#### [Stored data entries]
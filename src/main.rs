use anyhow::Result;
use clap::{Parser, Subcommand};
use std::path::PathBuf;
use std::process::ExitCode;
use tracing::{error, info};

use school_mapper::config::Config;
use school_mapper::constants::{GRADE_FIELD, RATING_FIELD, TUITION_FIELD};
use school_mapper::geo::GeoPoint;
use school_mapper::observability::init_logging;
use school_mapper::pipeline::processing::{format_grade_range, format_tuition, GradeTier};
use school_mapper::pipeline::{EnrichResult, Pipeline, SimplifyResult};

#[derive(Parser)]
#[command(name = "school_mapper")]
#[command(about = "Prepare private school GeoJSON for the map")]
#[command(version = "0.1.0")]
struct Cli {
    /// Path to a config.toml (defaults to ./config.toml when present)
    #[arg(long, global = true)]
    config: Option<PathBuf>,

    #[command(subcommand)]
    command: Commands,
}

#[derive(Subcommand)]
enum Commands {
    /// Reduce the full schools file to the display fields
    Simplify,
    /// Join grades, ratings, tuition and type onto the simplified file
    Enrich,
    /// Run simplify and then enrich
    Run,
    /// List schools near a point
    Nearby {
        #[arg(long, allow_hyphen_values = true)]
        lat: f64,
        #[arg(long, allow_hyphen_values = true)]
        lon: f64,
        /// Search radius in miles
        #[arg(long)]
        radius: Option<f64>,
        /// Maximum number of schools to print
        #[arg(long, default_value_t = 20)]
        limit: usize,
        /// GeoJSON file to search (defaults to the enriched file)
        #[arg(long)]
        input: Option<PathBuf>,
    },
}

fn print_simplify(result: &SimplifyResult) {
    println!("\n📊 Simplify Results:");
    println!("   Input: {}", result.input_path.display());
    println!("   Output: {}", result.output_path.display());
    println!("   Features: {}", result.outcome.output_features);
    if let Some(size) = &result.size {
        println!("   Original size: {:.2} MB", size.original_mb());
        println!("   Simplified size: {:.2} MB", size.simplified_mb());
        println!(
            "   Reduced by: {:.2} MB ({:.1}%)",
            size.reduction_mb(),
            size.reduction_percent()
        );
    }
}

fn print_enrich(result: &EnrichResult) {
    let stats = &result.outcome.stats;
    println!("\n📊 Enrich Results:");
    println!("   CSV rows: {}", result.outcome.rows_read);
    println!("   Schools in lookup: {}", result.outcome.lookup_records);
    println!("   Skipped rows: {}", result.outcome.skipped_rows);
    println!("   Exact matches: {}", stats.exact_matches);
    println!("   Proximity matches: {}", stats.proximity_matches);
    println!("   Not matched: {}", stats.unmatched);
    println!("   Output file: {}", result.output_path.display());
    if let Some(backup) = &result.backup_path {
        println!("   Backup: {}", backup.display());
    }
}

fn run(cli: Cli) -> Result<()> {
    let config = Config::load(cli.config.as_deref())?;

    match cli.command {
        Commands::Simplify => {
            println!("🔄 Simplifying school data...");
            let result = Pipeline::simplify(&config)?;
            print_simplify(&result);
        }
        Commands::Enrich => {
            println!("🔨 Enriching school data...");
            let result = Pipeline::enrich(&config)?;
            print_enrich(&result);
        }
        Commands::Run => {
            println!("🚀 Running full pipeline (simplify + enrich)...");

            println!("\n📥 Step 1: Simplifying...");
            let simplified = Pipeline::simplify(&config)?;
            print_simplify(&simplified);

            println!("\n🔨 Step 2: Enriching...");
            let enriched = Pipeline::enrich(&config)?;
            print_enrich(&enriched);

            println!("\n✅ Full pipeline completed successfully!");
        }
        Commands::Nearby {
            lat,
            lon,
            radius,
            limit,
            input,
        } => {
            let reference = GeoPoint::new(lat, lon);
            let hits = Pipeline::nearby(&config, input.as_deref(), &[reference], radius)?;
            let radius = radius.unwrap_or(config.nearby.radius_miles);

            println!("\n📍 {} schools within {} miles of {}, {}", hits.len(), radius, lat, lon);
            for hit in hits.iter().take(limit) {
                let grades = format_grade_range(
                    &hit.feature.property_text("st_grade"),
                    &hit.feature.property_text("end_grade"),
                );
                let tier = GradeTier::from_grade(&hit.feature.property_text(GRADE_FIELD));
                println!(
                    "   {:>6.2} mi  {}  [{}]  {}",
                    hit.distance_miles,
                    hit.feature.name(),
                    grades,
                    tier.as_str()
                );
                let rating = hit.feature.property_text(RATING_FIELD);
                if !rating.is_empty() {
                    println!("             Great Schools Rating: {}", rating);
                }
                println!(
                    "             Tuition: {}",
                    format_tuition(&hit.feature.property_text(TUITION_FIELD))
                );
            }
        }
    }
    Ok(())
}

fn main() -> ExitCode {
    dotenv::dotenv().ok();
    let _guard = init_logging();

    let cli = Cli::parse();
    info!("school_mapper starting");

    match run(cli) {
        Ok(()) => ExitCode::SUCCESS,
        Err(e) => {
            error!("Run failed: {:#}", e);
            println!("❌ Run failed: {:#}", e);
            ExitCode::FAILURE
        }
    }
}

#### [REQUIREMENT]
The lines from the start of the entries above through the line containing "use school_mapper::observability::init_logging;" are the ones to return, please; copy them exactly and include both ends.

#### [EXERCISE RESULT]
filename src/main.rs
use anyhow::Result;
use clap::{Parser, Subcommand};
use std::path::PathBuf;
use std::process::ExitCode;
use tracing::{error, info};

use school_mapper::config::Config;
use school_mapper::constants::{GRADE_FIELD, RATING_FIELD, TUITION_FIELD};
use school_mapper::geo::GeoPoint;
use school_mapper::observability::init_logging;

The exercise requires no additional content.